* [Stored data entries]
* * *

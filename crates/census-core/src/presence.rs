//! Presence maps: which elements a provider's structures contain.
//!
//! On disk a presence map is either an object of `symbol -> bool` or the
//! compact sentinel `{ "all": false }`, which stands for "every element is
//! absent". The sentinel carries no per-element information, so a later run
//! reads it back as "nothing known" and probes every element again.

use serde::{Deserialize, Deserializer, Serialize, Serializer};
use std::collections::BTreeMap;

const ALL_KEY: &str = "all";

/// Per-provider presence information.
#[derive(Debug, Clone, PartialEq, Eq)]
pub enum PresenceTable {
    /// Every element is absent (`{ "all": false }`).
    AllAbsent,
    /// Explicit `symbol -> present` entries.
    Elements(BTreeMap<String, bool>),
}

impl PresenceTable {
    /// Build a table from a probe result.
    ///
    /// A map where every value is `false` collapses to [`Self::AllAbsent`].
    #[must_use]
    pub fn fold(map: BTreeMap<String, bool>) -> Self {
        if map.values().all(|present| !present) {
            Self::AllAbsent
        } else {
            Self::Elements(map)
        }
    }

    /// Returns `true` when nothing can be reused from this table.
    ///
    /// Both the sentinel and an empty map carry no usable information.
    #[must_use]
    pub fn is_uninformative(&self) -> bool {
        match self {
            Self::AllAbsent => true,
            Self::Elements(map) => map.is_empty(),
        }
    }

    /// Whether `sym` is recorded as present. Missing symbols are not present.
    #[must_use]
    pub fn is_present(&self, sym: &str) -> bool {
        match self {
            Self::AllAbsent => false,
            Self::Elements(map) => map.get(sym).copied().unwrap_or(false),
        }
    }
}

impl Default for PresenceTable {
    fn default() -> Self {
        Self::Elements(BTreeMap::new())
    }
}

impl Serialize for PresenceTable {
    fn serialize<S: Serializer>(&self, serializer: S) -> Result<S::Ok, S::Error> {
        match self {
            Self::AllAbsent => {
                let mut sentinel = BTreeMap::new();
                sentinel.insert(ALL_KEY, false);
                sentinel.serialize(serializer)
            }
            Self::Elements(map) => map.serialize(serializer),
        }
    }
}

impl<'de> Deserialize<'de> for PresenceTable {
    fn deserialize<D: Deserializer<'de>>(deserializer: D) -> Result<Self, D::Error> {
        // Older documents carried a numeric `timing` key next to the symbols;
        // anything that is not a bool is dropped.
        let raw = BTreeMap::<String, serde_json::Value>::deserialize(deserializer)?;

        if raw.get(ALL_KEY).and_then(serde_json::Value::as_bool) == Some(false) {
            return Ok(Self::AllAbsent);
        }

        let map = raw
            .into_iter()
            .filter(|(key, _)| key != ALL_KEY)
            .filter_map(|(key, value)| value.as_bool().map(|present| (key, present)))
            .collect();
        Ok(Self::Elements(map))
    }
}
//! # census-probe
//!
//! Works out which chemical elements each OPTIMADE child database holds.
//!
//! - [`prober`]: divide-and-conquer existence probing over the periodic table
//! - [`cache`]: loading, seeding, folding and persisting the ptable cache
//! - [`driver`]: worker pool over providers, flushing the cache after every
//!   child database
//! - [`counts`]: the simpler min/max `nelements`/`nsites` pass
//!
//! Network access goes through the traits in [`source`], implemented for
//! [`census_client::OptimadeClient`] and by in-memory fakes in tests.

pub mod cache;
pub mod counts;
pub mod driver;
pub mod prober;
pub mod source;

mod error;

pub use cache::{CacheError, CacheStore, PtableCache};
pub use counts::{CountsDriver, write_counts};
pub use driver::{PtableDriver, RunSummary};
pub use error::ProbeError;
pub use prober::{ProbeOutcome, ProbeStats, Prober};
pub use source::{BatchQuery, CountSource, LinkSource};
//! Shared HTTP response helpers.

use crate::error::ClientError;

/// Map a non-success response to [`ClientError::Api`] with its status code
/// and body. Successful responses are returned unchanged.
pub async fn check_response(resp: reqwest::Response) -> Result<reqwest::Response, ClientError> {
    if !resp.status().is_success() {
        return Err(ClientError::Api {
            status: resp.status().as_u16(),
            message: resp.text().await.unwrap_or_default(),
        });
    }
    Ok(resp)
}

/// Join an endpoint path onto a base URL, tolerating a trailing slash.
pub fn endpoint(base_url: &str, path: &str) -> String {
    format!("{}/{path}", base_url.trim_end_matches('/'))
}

* * *

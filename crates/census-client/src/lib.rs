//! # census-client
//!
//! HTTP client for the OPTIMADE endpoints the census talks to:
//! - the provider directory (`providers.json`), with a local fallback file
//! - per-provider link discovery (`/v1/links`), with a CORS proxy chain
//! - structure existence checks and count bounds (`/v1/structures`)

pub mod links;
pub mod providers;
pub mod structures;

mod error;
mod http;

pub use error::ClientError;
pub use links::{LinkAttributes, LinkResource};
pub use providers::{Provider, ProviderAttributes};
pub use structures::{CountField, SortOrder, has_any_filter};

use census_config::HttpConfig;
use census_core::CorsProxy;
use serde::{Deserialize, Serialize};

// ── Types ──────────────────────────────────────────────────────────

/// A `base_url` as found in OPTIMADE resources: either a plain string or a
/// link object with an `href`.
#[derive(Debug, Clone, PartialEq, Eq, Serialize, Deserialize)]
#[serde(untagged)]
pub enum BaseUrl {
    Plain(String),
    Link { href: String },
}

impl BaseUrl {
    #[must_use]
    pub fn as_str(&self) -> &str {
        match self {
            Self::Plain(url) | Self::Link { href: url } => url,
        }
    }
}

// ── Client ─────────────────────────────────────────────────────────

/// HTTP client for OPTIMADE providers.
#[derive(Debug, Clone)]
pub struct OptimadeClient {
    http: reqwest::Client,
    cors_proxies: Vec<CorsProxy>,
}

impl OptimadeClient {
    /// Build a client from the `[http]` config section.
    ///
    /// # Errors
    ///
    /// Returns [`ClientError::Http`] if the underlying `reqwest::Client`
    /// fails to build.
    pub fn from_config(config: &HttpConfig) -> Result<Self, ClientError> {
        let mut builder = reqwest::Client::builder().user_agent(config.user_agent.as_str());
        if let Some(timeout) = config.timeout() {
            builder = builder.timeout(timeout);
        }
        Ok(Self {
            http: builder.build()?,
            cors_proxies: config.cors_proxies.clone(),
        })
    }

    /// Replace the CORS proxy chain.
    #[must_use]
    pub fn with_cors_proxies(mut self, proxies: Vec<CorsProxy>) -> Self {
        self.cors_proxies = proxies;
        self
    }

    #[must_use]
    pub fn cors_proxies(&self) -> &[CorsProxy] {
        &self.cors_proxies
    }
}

* * *

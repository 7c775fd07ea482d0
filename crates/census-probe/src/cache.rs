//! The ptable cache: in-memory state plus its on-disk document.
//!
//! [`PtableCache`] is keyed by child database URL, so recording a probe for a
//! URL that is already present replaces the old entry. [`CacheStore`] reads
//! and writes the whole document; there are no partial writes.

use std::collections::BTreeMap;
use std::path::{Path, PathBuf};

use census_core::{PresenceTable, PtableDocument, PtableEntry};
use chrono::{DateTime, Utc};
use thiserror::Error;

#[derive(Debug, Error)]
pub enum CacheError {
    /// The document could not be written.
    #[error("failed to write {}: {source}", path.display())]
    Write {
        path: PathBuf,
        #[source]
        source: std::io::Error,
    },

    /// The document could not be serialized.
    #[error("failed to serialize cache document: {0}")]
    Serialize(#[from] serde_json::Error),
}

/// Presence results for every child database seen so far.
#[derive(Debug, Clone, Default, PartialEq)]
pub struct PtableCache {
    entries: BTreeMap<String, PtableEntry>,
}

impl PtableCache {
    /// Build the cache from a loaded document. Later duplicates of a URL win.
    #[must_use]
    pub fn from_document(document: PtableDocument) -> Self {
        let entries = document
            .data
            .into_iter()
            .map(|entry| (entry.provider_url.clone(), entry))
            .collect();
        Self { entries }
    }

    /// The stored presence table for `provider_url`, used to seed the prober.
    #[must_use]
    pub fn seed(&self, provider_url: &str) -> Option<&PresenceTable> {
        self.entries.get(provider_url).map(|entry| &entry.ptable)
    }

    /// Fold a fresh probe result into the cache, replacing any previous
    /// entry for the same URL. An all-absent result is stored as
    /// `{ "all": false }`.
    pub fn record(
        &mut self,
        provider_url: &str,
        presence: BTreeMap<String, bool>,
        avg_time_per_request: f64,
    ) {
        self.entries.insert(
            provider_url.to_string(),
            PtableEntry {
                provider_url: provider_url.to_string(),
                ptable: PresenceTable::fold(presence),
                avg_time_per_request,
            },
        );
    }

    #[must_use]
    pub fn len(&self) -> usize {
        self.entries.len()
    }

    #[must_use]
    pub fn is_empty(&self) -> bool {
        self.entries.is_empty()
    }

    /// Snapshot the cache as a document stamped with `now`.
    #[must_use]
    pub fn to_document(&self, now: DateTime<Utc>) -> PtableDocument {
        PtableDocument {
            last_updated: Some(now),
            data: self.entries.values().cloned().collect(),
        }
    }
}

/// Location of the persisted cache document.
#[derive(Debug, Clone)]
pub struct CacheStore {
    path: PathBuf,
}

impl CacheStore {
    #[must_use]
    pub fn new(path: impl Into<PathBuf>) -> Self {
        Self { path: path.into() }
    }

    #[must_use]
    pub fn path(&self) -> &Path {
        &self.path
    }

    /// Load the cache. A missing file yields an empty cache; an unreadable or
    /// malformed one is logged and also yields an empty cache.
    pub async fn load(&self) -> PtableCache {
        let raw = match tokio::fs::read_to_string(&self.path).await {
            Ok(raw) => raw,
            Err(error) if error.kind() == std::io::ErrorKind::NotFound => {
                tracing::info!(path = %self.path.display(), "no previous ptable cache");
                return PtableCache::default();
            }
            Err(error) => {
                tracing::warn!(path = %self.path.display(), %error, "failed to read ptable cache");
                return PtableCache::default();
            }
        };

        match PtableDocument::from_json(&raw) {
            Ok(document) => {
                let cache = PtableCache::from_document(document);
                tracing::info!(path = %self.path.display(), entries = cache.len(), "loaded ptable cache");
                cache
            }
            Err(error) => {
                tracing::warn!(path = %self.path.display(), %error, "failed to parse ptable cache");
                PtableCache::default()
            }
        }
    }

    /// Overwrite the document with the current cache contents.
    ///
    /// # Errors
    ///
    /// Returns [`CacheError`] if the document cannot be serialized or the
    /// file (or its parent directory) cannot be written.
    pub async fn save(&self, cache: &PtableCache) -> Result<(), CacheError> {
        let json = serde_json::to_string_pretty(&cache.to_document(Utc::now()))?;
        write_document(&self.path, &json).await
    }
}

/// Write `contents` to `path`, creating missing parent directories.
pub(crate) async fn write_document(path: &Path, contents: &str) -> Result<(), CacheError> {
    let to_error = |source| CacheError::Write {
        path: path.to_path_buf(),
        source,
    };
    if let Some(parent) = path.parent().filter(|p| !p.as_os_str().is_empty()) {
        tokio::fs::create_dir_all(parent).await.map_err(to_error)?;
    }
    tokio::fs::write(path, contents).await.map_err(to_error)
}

* * *

The answer must consist of each line from the entries that contains the string "existence".

* [Final answer]
//! - [`prober`]: divide-and-conquer existence probing over the periodic table
//! - structure existence checks and count bounds (`/v1/structures`)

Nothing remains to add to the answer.